Ab 1912 war W. als Regisseur und Drehbuchautor im dt. und österr. Film tätig. In der Folge arbeitete er v. a. bei der Berliner Messter-Film GmbH (ab 1914) und spezialisierte sich auf Verwechslungskomödien, Melodramen und andere Trivialformen, aber auch auf psychologische Stoffe; dabei übernahm meistens →Henny Porten (1890–1960) die Hauptrolle. 1919 gründete W. mit →Heinz Hanus (1882–1972) eine Berufsvereinigung der österr. Filmregisseure, die er bis 1922 auch leitete. 1919 wurde W. von →Erich Pommers (1889–1966) Decla-Film-Gesellschaft-Holz & Co., aus der wenig später die Decla Bioskop entstand, für „Das Cabinet des Dr. Caligari“ mit →Werner Krauss (1884–1959), →Lil Dagover (1887–1980) und →Conrad Veidt (1893–1943) engagiert; dieser Film markierte wegen seiner expressionistischen Gestaltung W.s internationalen Durchbruch als Filmregisseur. Danach ging W. kaum mehr feste Engagements ein und gründete über die Jahre eigene Produktionsfirmen. Mit „Genuine“ (1920), „Raskolnikow“ (1923) (unter Mitwirkung des Moskauer Künstlertheaters) und „Orlacs Hände“ (1924) folgte eine Reihe expressionistisch dekorierter Arbeiten und zugleich große Ausstattungsfilme mit „I.N.R.I.–Ein Film der Menschlichkeit“ (1923) und v. a. mit „Der Rosenkavalier“ (1926/27), letztere unter Mitarbeit von →Richard Strauß (1864–1949) und →Hugo von Hofmannsthal (1874–1929). In den letzten Jahren der Stummfilmzeit häuften sich Stoffe mit attraktiven, eleganten Frauenfiguren im Mittelpunkt der Handlungen. Für diese Art des gehobenen Unterhaltungsfilms engagierte W. bekannte weibliche Stars, wie u. a. →Mady Christians (1900–1951), →Lya de Putti (1897–1931) oder →Lily Damita (1905–1994).

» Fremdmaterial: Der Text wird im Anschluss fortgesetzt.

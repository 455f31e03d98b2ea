use chrono::{DateTime, Utc};
use rust_decimal::Decimal;
use serde::{Deserialize, Serialize};

/// Unified instrument snapshot assembled from upstream data.
///
/// Invariants upheld by the service:
/// - `name` is never empty in a returned record; if every source yields an
///   empty name, the call fails instead.
/// - `currency` is always set: explicit provider metadata, else inferred
///   from the symbol suffix.
#[derive(Clone, Debug, PartialEq, Serialize, Deserialize)]
pub struct StockInfo {
    /// Ticker symbol as requested by the caller
    pub symbol: String,

    /// Display name (localized for mainland-China listings when available)
    pub name: String,

    /// Latest traded price
    pub current_price: Decimal,

    /// Currency code (ISO 4217)
    pub currency: String,

    /// When the record was assembled from upstream data
    pub retrieved_at: DateTime<Utc>,
}

impl StockInfo {
    /// Create a new record with the retrieval time stamped now.
    pub fn new(
        symbol: impl Into<String>,
        name: impl Into<String>,
        current_price: Decimal,
        currency: impl Into<String>,
    ) -> Self {
        Self {
            symbol: symbol.into(),
            name: name.into(),
            current_price,
            currency: currency.into(),
            retrieved_at: Utc::now(),
        }
    }
}

#[cfg(test)]
mod tests {
    use super::*;
    use rust_decimal_macros::dec;

    #[test]
    fn test_stock_info_new() {
        let info = StockInfo::new("AAPL", "Apple Inc.", dec!(189.84), "USD");
        assert_eq!(info.symbol, "AAPL");
        assert_eq!(info.name, "Apple Inc.");
        assert_eq!(info.current_price, dec!(189.84));
        assert_eq!(info.currency, "USD");
    }
}
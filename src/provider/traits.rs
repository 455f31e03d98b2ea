//! Provider trait definitions.
//!
//! The fetch orchestrator depends on these traits rather than the concrete
//! HTTP clients, so providers can be swapped and tests can substitute mocks.

use async_trait::async_trait;
use chrono::{DateTime, Utc};

use crate::errors::{NameSourceError, StockDataError};
use crate::models::{PricePoint, StockInfo};

/// Primary price/identity source.
///
/// Always consulted; a failure here is fatal to the call.
#[async_trait]
pub trait ChartProvider: Send + Sync {
    /// Provider identifier for logging and error attribution.
    fn id(&self) -> &'static str;

    /// Fetch identity metadata and the latest price for a symbol.
    ///
    /// The returned record's `name` is never empty: the provider falls back
    /// to the raw symbol when upstream metadata carries no name.
    async fn fetch_info(&self, symbol: &str) -> Result<StockInfo, StockDataError>;

    /// Fetch the daily closing series for a symbol over a date range.
    ///
    /// The series is strictly ascending by timestamp and contains only
    /// positive closes.
    async fn fetch_series(
        &self,
        symbol: &str,
        start: DateTime<Utc>,
        end: DateTime<Utc>,
    ) -> Result<Vec<PricePoint>, StockDataError>;
}

/// Secondary localized-name source for mainland-China listings.
///
/// Conditionally consulted; failures are absorbed by the orchestrator and
/// only ever trigger the name fallback.
#[async_trait]
pub trait LocalizedNameProvider: Send + Sync {
    /// Provider identifier for logging.
    fn id(&self) -> &'static str;

    /// Fetch the localized display name for a converted security id
    /// (e.g. `1.600000`).
    async fn fetch_localized_name(&self, secondary_id: &str) -> Result<String, NameSourceError>;
}
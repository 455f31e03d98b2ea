//! Configuration defaults and reserved identifiers.

/// Provider identifiers used for logging and error attribution.
pub const PROVIDER_YAHOO: &str = "YAHOO";
pub const PROVIDER_EASTMONEY: &str = "EASTMONEY";

/// Request timeout for the primary chart provider.
pub const PRIMARY_TIMEOUT_SECS: u64 = 10;

/// Budget for the secondary name lookup. Materially shorter than the primary
/// timeout so a hung name lookup can never starve the primary result.
pub const SECONDARY_TIMEOUT_SECS: u64 = 5;

/// Time-to-live for instrument info cache entries.
pub const INFO_CACHE_TTL_SECS: u64 = 60;

/// Time-to-live for historical series cache entries.
pub const SERIES_CACHE_TTL_SECS: u64 = 300;

/// Days of chart history requested when only the identity/price metadata is
/// needed. A multi-day window avoids empty result sets on weekends and
/// market holidays.
pub const INFO_LOOKBACK_DAYS: i64 = 5;

/// Reserved pseudo-symbols for cash positions. These never reach an upstream
/// provider; the service answers them with a fixed synthetic record.
pub const CASH_USD_SYMBOL: &str = "CASH_USD";
pub const CASH_RMB_SYMBOL: &str = "CASH_RMB";

/// Currency codes (ISO 4217).
pub const CURRENCY_USD: &str = "USD";
pub const CURRENCY_CNY: &str = "CNY";

/// Ticker suffixes for mainland-China listings.
pub const SHANGHAI_SUFFIX: &str = ".SS";
pub const SHENZHEN_SUFFIX: &str = ".SZ";

/// Exchange prefixes in the secondary provider's security-id scheme.
pub const SHANGHAI_SECID_PREFIX: &str = "1.";
pub const SHENZHEN_SECID_PREFIX: &str = "0.";

/// Length of a mainland-China numeric security code.
pub const MAINLAND_CODE_LEN: usize = 6;

/// Production base URLs. Clients accept overrides for testing.
pub const YAHOO_CHART_BASE_URL: &str = "https://query1.finance.yahoo.com";
pub const EASTMONEY_QUOTE_BASE_URL: &str = "https://push2.eastmoney.com";

/// User-Agent sent to upstream providers; some reject clientless requests.
pub const HTTP_USER_AGENT: &str =
    "Mozilla/5.0 (Windows NT 10.0; Win64; x64) AppleWebKit/537.36";
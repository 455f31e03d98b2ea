//! Chart API response models.
//!
//! The chart endpoint nests identity metadata and parallel timestamp/close
//! arrays inside a two-level envelope. Every metadata field is optional at
//! every level; presence is checked field by field during extraction.

use serde::Deserialize;

/// Top-level envelope for the chart API.
#[derive(Debug, Deserialize)]
pub struct ChartResponse {
    pub chart: Chart,
}

/// Chart container.
#[derive(Debug, Deserialize)]
pub struct Chart {
    /// `null` when the upstream reports an error for the symbol.
    pub result: Option<Vec<ChartResult>>,
    // Note: an error field exists in the API but we handle errors via
    // HTTP status and empty results
}

/// Single chart result: identity metadata plus the price series.
#[derive(Debug, Deserialize)]
pub struct ChartResult {
    pub meta: ChartMeta,

    /// Epoch-second trading-day timestamps, parallel to the close array.
    #[serde(default)]
    pub timestamp: Vec<i64>,

    #[serde(default)]
    pub indicators: ChartIndicators,
}

/// Identity metadata for the requested symbol.
#[derive(Debug, Default, Deserialize)]
#[serde(rename_all = "camelCase")]
pub struct ChartMeta {
    pub currency: Option<String>,
    pub symbol: Option<String>,
    pub regular_market_price: Option<f64>,
    pub long_name: Option<String>,
    pub short_name: Option<String>,
}

/// Indicator container holding the quote blocks.
#[derive(Debug, Default, Deserialize)]
pub struct ChartIndicators {
    #[serde(default)]
    pub quote: Vec<ChartQuoteBlock>,
}

/// Close prices, parallel to the envelope's timestamp array.
/// Entries are `null` when no trade happened in an interval.
#[derive(Debug, Default, Deserialize)]
pub struct ChartQuoteBlock {
    #[serde(default)]
    pub close: Vec<Option<f64>>,
}

#[cfg(test)]
mod tests {
    use super::*;

    #[test]
    fn test_deserialize_full_envelope() {
        let json = r#"{
            "chart": {
                "result": [{
                    "meta": {
                        "currency": "USD",
                        "symbol": "AAPL",
                        "regularMarketPrice": 189.84,
                        "longName": "Apple Inc.",
                        "shortName": "Apple"
                    },
                    "timestamp": [1700000000, 1700086400],
                    "indicators": {
                        "quote": [{"close": [188.61, 189.84]}]
                    }
                }],
                "error": null
            }
        }"#;
        let envelope: ChartResponse = serde_json::from_str(json).unwrap();
        let result = &envelope.chart.result.as_ref().unwrap()[0];
        assert_eq!(result.meta.symbol.as_deref(), Some("AAPL"));
        assert_eq!(result.meta.regular_market_price, Some(189.84));
        assert_eq!(result.timestamp.len(), 2);
        assert_eq!(result.indicators.quote[0].close, vec![Some(188.61), Some(189.84)]);
    }

    #[test]
    fn test_deserialize_null_result() {
        let json = r#"{"chart": {"result": null, "error": {"code": "Not Found"}}}"#;
        let envelope: ChartResponse = serde_json::from_str(json).unwrap();
        assert!(envelope.chart.result.is_none());
    }

    #[test]
    fn test_deserialize_sparse_meta() {
        // Name and currency fields are optional at every level
        let json = r#"{
            "chart": {
                "result": [{
                    "meta": {"regularMarketPrice": 10.5},
                    "timestamp": [],
                    "indicators": {"quote": [{"close": []}]}
                }]
            }
        }"#;
        let envelope: ChartResponse = serde_json::from_str(json).unwrap();
        let result = &envelope.chart.result.as_ref().unwrap()[0];
        assert!(result.meta.long_name.is_none());
        assert!(result.meta.currency.is_none());
        assert!(result.timestamp.is_empty());
    }

    #[test]
    fn test_deserialize_null_closes() {
        let json = r#"{
            "chart": {
                "result": [{
                    "meta": {},
                    "timestamp": [1700000000, 1700086400, 1700172800],
                    "indicators": {"quote": [{"close": [10.0, null, 12.0]}]}
                }]
            }
        }"#;
        let envelope: ChartResponse = serde_json::from_str(json).unwrap();
        let result = &envelope.chart.result.as_ref().unwrap()[0];
        assert_eq!(
            result.indicators.quote[0].close,
            vec![Some(10.0), None, Some(12.0)]
        );
    }

    #[test]
    fn test_deserialize_missing_indicators() {
        let json = r#"{"chart": {"result": [{"meta": {}}]}}"#;
        let envelope: ChartResponse = serde_json::from_str(json).unwrap();
        let result = &envelope.chart.result.as_ref().unwrap()[0];
        assert!(result.indicators.quote.is_empty());
        assert!(result.timestamp.is_empty());
    }
}
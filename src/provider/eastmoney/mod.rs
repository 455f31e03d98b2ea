//! Secondary name provider: the Eastmoney quote API.
//!
//! Fetches only the localized display name for a mainland-China listing,
//! addressed by the exchange-prefixed security id produced by
//! [`crate::symbol::to_secondary_id`]. The client enforces a timeout
//! materially shorter than the primary provider's budget so a hung name
//! lookup can never delay the price result it decorates.
//!
//! An empty name in an otherwise successful response is reported as
//! [`NameSourceError::EmptyName`], the same failure class as a network
//! error, since both mean "fall back to the primary name".

use std::time::Duration;

use async_trait::async_trait;
use reqwest::header;
use serde::Deserialize;
use tracing::debug;
use urlencoding::encode;

use crate::constants::{
    EASTMONEY_QUOTE_BASE_URL, HTTP_USER_AGENT, PROVIDER_EASTMONEY, SECONDARY_TIMEOUT_SECS,
};
use crate::errors::NameSourceError;
use crate::provider::LocalizedNameProvider;

/// Quote API response; only the name field is requested.
#[derive(Debug, Deserialize)]
struct NameResponse {
    /// `null` when the security id is unknown.
    data: Option<NameData>,
}

#[derive(Debug, Deserialize)]
struct NameData {
    /// Localized display name; empty when unknown.
    #[serde(rename = "f58")]
    name: Option<String>,
}

/// Localized-name client.
pub struct EastmoneyNameClient {
    client: reqwest::Client,
    base_url: String,
    timeout: Duration,
}

impl EastmoneyNameClient {
    /// Create a client against the production endpoint.
    pub fn new() -> Self {
        Self::with_base_url(EASTMONEY_QUOTE_BASE_URL)
    }

    /// Create a client against a custom base URL (used by tests and proxies).
    pub fn with_base_url(base_url: impl Into<String>) -> Self {
        Self {
            client: reqwest::Client::new(),
            base_url: base_url.into(),
            timeout: Duration::from_secs(SECONDARY_TIMEOUT_SECS),
        }
    }
}

impl Default for EastmoneyNameClient {
    fn default() -> Self {
        Self::new()
    }
}

#[async_trait]
impl LocalizedNameProvider for EastmoneyNameClient {
    fn id(&self) -> &'static str {
        PROVIDER_EASTMONEY
    }

    async fn fetch_localized_name(&self, secondary_id: &str) -> Result<String, NameSourceError> {
        let url = format!(
            "{}/api/qt/stock/get?secid={}&fields=f58",
            self.base_url,
            encode(secondary_id)
        );

        debug!("Fetching localized name for {} from Eastmoney", secondary_id);

        let response = self
            .client
            .get(&url)
            .timeout(self.timeout)
            .header(header::USER_AGENT, HTTP_USER_AGENT)
            .send()
            .await
            .map_err(classify_transport_error)?;

        let status = response.status();
        if !status.is_success() {
            return Err(NameSourceError::UpstreamStatus(status.as_u16()));
        }

        let payload: NameResponse = response
            .json()
            .await
            .map_err(classify_transport_error)?;

        let name = payload
            .data
            .and_then(|d| d.name)
            .unwrap_or_default();
        let name = name.trim();
        if name.is_empty() {
            return Err(NameSourceError::EmptyName);
        }

        Ok(name.to_string())
    }
}

/// Map a transport failure to its name-source class.
fn classify_transport_error(error: reqwest::Error) -> NameSourceError {
    if error.is_timeout() {
        NameSourceError::Timeout
    } else {
        NameSourceError::Network(error.to_string())
    }
}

In „Der Andere“ (1930), einer Adaption des gleichnamigen Stücks von →Paul Lindau (1839–1919), zeigte sich W.s Interesse an der Psychoanalyse. Dieser und einige der folgenden Filme, wie „Eine Nacht in Venedig“ (1934), wurden wie damals üblich in gleichzeitig produzierten sog. Mehrsprachenversionen hergestellt, um die internationalen Auswertungschancen zu erhöhen. Thematisch wandte er sich nun auch dem Gangstermilieu zu. Sein Spionagefilm „Taifun“ (1933) konnte nur in Österreich ungekürzt gezeigt werden; in Deutschland wurde er nach der „Machtergreifung“ der Nationalsozialisten – unter Tilgung von W.s Namen aus dem Vorspann – in einer gekürzten und entstellend veränderten Schnittfassung aufgeführt.
Zu diesem Zeitpunkt, im Sept. 1933, war W. bereits über Ungarn im brit. Exil angekommen, wo er erfolglos versuchte, ein Tonfilmremake seines „Caligari“-Films zu realisieren. In Paris schließlich verfolgte er diesen Plan weiter, wofür er sich die Mitwirkung →Jean Cocteaus gesichert hatte. Geplant war ein Film weitgehend ohne Dialoge, dessen Handlung sich durch einen intensiven Einsatz der Musik vermitteln sollte.
In seinen letzten beiden Lebensjahren drehte W. „Ultimatum“ (1938) mit →Erich von Stroheim (1885–1957) und →Dita Parlo (1908–1971), ein Spionagemelodram, das unmittelbar vor dem Ausbruch des 1. Weltkriegs angesiedelt war. Kurz vor Ende der Dreharbeiten brach W. im Atelier zusammen und verstarb zwei Tage später im Krankenhaus. Sein Kollege →Robert Siodmak (1900–1973) führte die Filmarbeiten zu Ende.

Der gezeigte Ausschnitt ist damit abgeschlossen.